Jessica I do no know where you can find that video, though we do have a video we use at our facility that I feel might work just as well. It's surveillance footage from a drowning event in WA state. We got our copy from a company called KJ Design and it is part of a presentation called "ASI Aquatic Scene Investigation: A Series of Events"
I haven't seen that particular video, but I have shown this one to my staff:
I've also seen the video that Nick recommends, and it is another good example.

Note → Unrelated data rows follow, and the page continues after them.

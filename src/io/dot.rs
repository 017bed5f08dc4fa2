//! Graphviz output.

use crate::{error::Result, graph::Graph, types::SInt};
use std::io::Write;

pub(crate) fn write_header(out: &mut dyn Write, directed: bool) -> Result<()> {
    writeln!(out, "{} {{", if directed { "digraph" } else { "graph" })?;
    Ok(())
}

/// Undirected graphs store both orientations of an edge; only `u <= v` is
/// written.
pub(crate) fn write_body(out: &mut dyn Write, graph: &Graph, directed: bool) -> Result<bool> {
    let mut wrote = false;
    if graph.coordinates.two.len() as SInt == graph.num_local_vertices() {
        for (u, &(x, y)) in (graph.vertex_range.0..).zip(graph.coordinates.two.iter()) {
            writeln!(out, "{} [pos=\"{},{}!\"];", u, x, y)?;
            wrote = true;
        }
    }
    let arrow = if directed { "->" } else { "--" };
    for (u, v) in graph.edge_iter().filter(|&(u, v)| directed || u <= v) {
        writeln!(out, "{} {} {};", u, arrow, v)?;
        wrote = true;
    }
    Ok(wrote)
}

pub(crate) fn write_footer(out: &mut dyn Write) -> Result<()> {
    writeln!(out, "}}")?;
    Ok(())
}
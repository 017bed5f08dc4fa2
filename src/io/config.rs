use std::path::PathBuf;

/// How the vertices of a file are split among the reading ranks.
#[derive(Debug, Clone, Copy, PartialEq, Eq)]
pub enum GraphDistribution {
    /// Every rank reads about `n / size` vertices.
    BalanceVertices,
    /// Every rank reads about `m / size` edges.
    BalanceEdges,
}

/// Where and how a graph is written.
#[derive(Debug, Clone, PartialEq)]
pub struct OutputGraphConfig {
    pub filename: PathBuf,
    /// Name of a registered format.
    pub format: String,
    /// One file per rank (`<filename>.<rank>`) instead of one shared file.
    pub distributed: bool,
    /// Byte width of binary integers, 4 or 8.
    pub width: usize,
    pub directed: bool,
    pub with_header: bool,
    /// Append the default extension of the format to `filename`.
    pub extension: bool,
}

impl Default for OutputGraphConfig {
    fn default() -> Self {
        Self {
            filename: PathBuf::from("out"),
            format: "edgelist".to_string(),
            distributed: false,
            width: 8,
            directed: true,
            with_header: true,
            extension: false,
        }
    }
}

impl OutputGraphConfig {
    pub fn new<P: Into<PathBuf>>(filename: P) -> Self {
        Self {
            filename: filename.into(),
            ..Self::default()
        }
    }

    pub fn format<S: Into<String>>(mut self, format: S) -> Self {
        self.format = format.into();
        self
    }

    pub fn distributed(mut self, distributed: bool) -> Self {
        self.distributed = distributed;
        self
    }

    pub fn width(mut self, width: usize) -> Self {
        self.width = width;
        self
    }

    pub fn directed(mut self, directed: bool) -> Self {
        self.directed = directed;
        self
    }

    pub fn with_header(mut self, with_header: bool) -> Self {
        self.with_header = with_header;
        self
    }

    pub fn extension(mut self, extension: bool) -> Self {
        self.extension = extension;
        self
    }
}

/// Where and how a graph is read.
#[derive(Debug, Clone, PartialEq)]
pub struct InputGraphConfig {
    pub filename: PathBuf,
    pub format: String,
    pub width: usize,
    pub directed: bool,
    pub with_header: bool,
    pub distribution: GraphDistribution,
}

impl Default for InputGraphConfig {
    fn default() -> Self {
        Self {
            filename: PathBuf::new(),
            format: "edgelist".to_string(),
            width: 8,
            directed: true,
            with_header: true,
            distribution: GraphDistribution::BalanceVertices,
        }
    }
}

impl InputGraphConfig {
    pub fn new<P: Into<PathBuf>>(filename: P) -> Self {
        Self {
            filename: filename.into(),
            ..Self::default()
        }
    }

    pub fn format<S: Into<String>>(mut self, format: S) -> Self {
        self.format = format.into();
        self
    }

    pub fn width(mut self, width: usize) -> Self {
        self.width = width;
        self
    }

    pub fn directed(mut self, directed: bool) -> Self {
        self.directed = directed;
        self
    }

    pub fn with_header(mut self, with_header: bool) -> Self {
        self.with_header = with_header;
        self
    }

    pub fn distribution(mut self, distribution: GraphDistribution) -> Self {
        self.distribution = distribution;
        self
    }
}
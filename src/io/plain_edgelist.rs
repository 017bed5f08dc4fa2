//! Degree lists: line `i` holds the space separated neighbors of vertex `i`.

use super::{
    format::{assemble, Deficits, GraphReader, GraphSize},
    toker::MappedFileToker,
};
use crate::{
    assembly::build_csr,
    error::Result,
    graph::{Graph, GraphRepresentation},
    types::{Edge, SInt},
};
use itertools::Itertools;
use log::debug;
use std::{io::Write, path::Path};

pub(crate) fn write_body(out: &mut dyn Write, graph: &Graph) -> Result<bool> {
    let csr = build_csr(graph)?;
    for w in csr.xadj.windows(2) {
        writeln!(
            out,
            "{}",
            csr.adjncy[w[0] as usize..w[1] as usize].iter().join(" ")
        )?;
    }
    Ok(graph.num_local_vertices() > 0)
}

/// Start of the line of `vertex`, preceded by `edges_before` edges.
#[derive(Debug, Clone, Copy, Default, PartialEq, Eq)]
struct ScanPoint {
    vertex: SInt,
    edges_before: SInt,
    position: usize,
}

pub struct PlainEdgelistReader {
    toker: MappedFileToker,
    size: Option<GraphSize>,
    /// Where the previous scan stopped; later scans continue from here when
    /// they target a vertex or edge at or after it.
    resume: ScanPoint,
}

impl PlainEdgelistReader {
    pub fn open<P: AsRef<Path>>(path: P) -> Result<Self> {
        Ok(Self::new(MappedFileToker::open(path)?))
    }

    pub fn new(toker: MappedFileToker) -> Self {
        PlainEdgelistReader {
            toker,
            size: None,
            resume: ScanPoint::default(),
        }
    }

    /// Consumes one line, appending `(vertex, neighbor)` pairs to `edges` if
    /// given, and returns the degree.
    fn consume_line(&mut self, vertex: SInt, mut edges: Option<&mut Vec<Edge>>) -> Result<SInt> {
        let mut degree = 0;
        while !self.toker.at_line_end() {
            let neighbor = self.toker.consume_int()?;
            if let Some(edges) = edges.as_mut() {
                edges.push((vertex, neighbor));
            }
            degree += 1;
        }
        self.toker.consume_line_end()?;
        Ok(degree)
    }

    fn start_from(&mut self, usable: bool) -> ScanPoint {
        let point = if usable { self.resume } else { ScanPoint::default() };
        self.toker.seek(point.position);
        point
    }

    /// Positions the cursor at the line of `vertex`, or at the end of the
    /// file if there are fewer lines.
    fn advance_to(&mut self, vertex: SInt) -> Result<ScanPoint> {
        let mut point = self.start_from(self.resume.vertex <= vertex);
        while point.vertex < vertex && self.toker.valid_position() {
            point.edges_before += self.consume_line(point.vertex, None)?;
            point.vertex += 1;
            point.position = self.toker.position();
        }
        Ok(point)
    }
}

impl GraphReader for PlainEdgelistReader {
    fn read_size(&mut self) -> Result<GraphSize> {
        if let Some(size) = self.size {
            return Ok(size);
        }
        let end = self.advance_to(SInt::MAX)?;
        let size = GraphSize {
            n: end.vertex,
            m: end.edges_before,
        };
        debug!("scanned degree list: {}", size);
        self.resume = end;
        self.size = Some(size);
        Ok(size)
    }

    fn read(
        &mut self,
        from_vertex: SInt,
        to_vertex: SInt,
        to_edge: SInt,
        representation: GraphRepresentation,
    ) -> Result<Graph> {
        let start = self.advance_to(from_vertex)?;
        let mut point = start;
        let mut edges = vec![];
        while point.vertex < to_vertex && self.toker.valid_position() {
            let degree = self.consume_line(point.vertex, Some(&mut edges))?;
            point.edges_before += degree;
            point.vertex += 1;
            point.position = self.toker.position();
        }
        if point.edges_before > to_edge {
            let keep = to_edge.saturating_sub(start.edges_before) as usize;
            edges.truncate(keep);
        }
        self.resume = point;
        assemble((start.vertex, point.vertex), edges, representation)
    }

    fn find_node_by_edge(&mut self, edge: SInt) -> Result<SInt> {
        let mut point = self.start_from(self.resume.edges_before <= edge);
        while self.toker.valid_position() {
            let degree = self.consume_line(point.vertex, None)?;
            if point.edges_before + degree > edge {
                self.resume = point;
                return Ok(point.vertex);
            }
            point.edges_before += degree;
            point.vertex += 1;
            point.position = self.toker.position();
        }
        self.resume = point;
        Ok(point.vertex)
    }

    fn deficits(&self) -> Deficits {
        Deficits::UNKNOWN_SIZE
    }
}
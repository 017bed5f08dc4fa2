//! The rank-local slice of a generated graph.

use crate::{
    comm::Communicator,
    error::Result,
    types::{Edge, SInt, SSInt},
};
use derive_more::Display;
use itertools::Either;

/// How a [`Graph`] stores its local adjacency.
#[derive(Debug, Clone, Copy, PartialEq, Eq)]
pub enum GraphRepresentation {
    /// `Graph::edges` holds the edges.
    EdgeList,
    /// `Graph::xadj` and `Graph::adjncy` hold the edges.
    Csr,
}

/// Per-vertex coordinates; at most one of the two vectors is populated.
#[derive(Debug, Clone, Default, PartialEq)]
pub struct Coordinates {
    pub two: Vec<(f64, f64)>,
    pub three: Vec<(f64, f64, f64)>,
}

/// The vertices `[vertex_range.0, vertex_range.1)` owned by one rank together
/// with their outgoing edges.
#[derive(Debug, Clone, PartialEq)]
pub struct Graph {
    pub vertex_range: (SInt, SInt),
    pub representation: GraphRepresentation,
    pub edges: Vec<Edge>,
    pub xadj: Vec<SInt>,
    pub adjncy: Vec<SInt>,
    pub coordinates: Coordinates,
    pub vertex_weights: Vec<SSInt>,
    pub edge_weights: Vec<SSInt>,
}

impl Default for Graph {
    fn default() -> Self {
        Self::new((0, 0), vec![])
    }
}

impl Graph {
    /// An edge list graph without coordinates or weights.
    pub fn new(vertex_range: (SInt, SInt), edges: Vec<Edge>) -> Self {
        Graph {
            vertex_range,
            representation: GraphRepresentation::EdgeList,
            edges,
            xadj: vec![],
            adjncy: vec![],
            coordinates: Coordinates::default(),
            vertex_weights: vec![],
            edge_weights: vec![],
        }
    }

    pub fn from_csr(vertex_range: (SInt, SInt), xadj: Vec<SInt>, adjncy: Vec<SInt>) -> Self {
        Graph {
            representation: GraphRepresentation::Csr,
            xadj,
            adjncy,
            ..Self::new(vertex_range, vec![])
        }
    }

    pub fn num_local_vertices(&self) -> SInt {
        self.vertex_range.1 - self.vertex_range.0
    }

    pub fn num_local_edges(&self) -> SInt {
        match self.representation {
            GraphRepresentation::EdgeList => self.edges.len() as SInt,
            GraphRepresentation::Csr => self.adjncy.len() as SInt,
        }
    }

    pub fn contains_vertex(&self, vertex: SInt) -> bool {
        self.vertex_range.0 <= vertex && vertex < self.vertex_range.1
    }

    /// All local edges regardless of the representation.
    pub fn edge_iter(&self) -> impl Iterator<Item = Edge> + '_ {
        match self.representation {
            GraphRepresentation::EdgeList => Either::Left(self.edges.iter().copied()),
            GraphRepresentation::Csr => {
                let first = self.vertex_range.0;
                Either::Right(self.xadj.windows(2).enumerate().flat_map(move |(u, w)| {
                    self.adjncy[w[0] as usize..w[1] as usize]
                        .iter()
                        .map(move |&v| (first + u as SInt, v))
                }))
            }
        }
    }
}

/// Global properties of a distributed graph.
#[derive(Debug, Display, Clone, Copy, Default, PartialEq, Eq)]
#[display(fmt = "{} {}", n, m)]
pub struct GraphInfo {
    pub n: SInt,
    pub m: SInt,
    pub has_vertex_weights: bool,
    pub has_edge_weights: bool,
}

impl GraphInfo {
    /// Sums the local counts of all ranks. Collective.
    pub fn reduce(graph: &Graph, comm: &dyn Communicator) -> Result<Self> {
        let n = comm.all_reduce_sum(graph.num_local_vertices())?;
        let m = comm.all_reduce_sum(graph.num_local_edges())?;
        let vertex_weights = comm.all_reduce_sum(!graph.vertex_weights.is_empty() as SInt)?;
        let edge_weights = comm.all_reduce_sum(!graph.edge_weights.is_empty() as SInt)?;
        Ok(GraphInfo {
            n,
            m,
            has_vertex_weights: vertex_weights > 0,
            has_edge_weights: edge_weights > 0,
        })
    }
}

It sounds like the St. Martinsville video that Ellis and Associates uses for trainings.
Although there is educational value to showing actual drownings I suppose. People making money by selling those is sad. Understanding their duty to act and protect hopefully is enough motivation to get them to train.
I use the same video that Bob posted, Yoni Gottesman. I got three of the video's from Yoni's parents lawyers, one is Yoni's life, shows him riding a bike, one is the drowning footage, and one is an interview with the parents. I show the life video while I discuss and set-up the story of his first day of day camp, the fact that he was give lessons that morning and labeled overconfident of his skills and needed to stay in shallow water. Makes them realize it is a real child who lost a life. Then I show the drowning footage and discuss lifeguard distractions. Last the parent interview, which is emotional and seems to reach my lifeguards more than any of the drowning footage I have ever shown them. Shows the father stating that he watches the video footage of his son drowning and wants to just say to the lifeguard "Do something!" Makes the guards realize the responsibility and duty they have to act.
"Touched by a drowning" , its a hard video to watch. I actually do have my staff watch this once a year. We are not Ellis, but I was given the disc by a colleague. I did try and find a link for you, but no luck.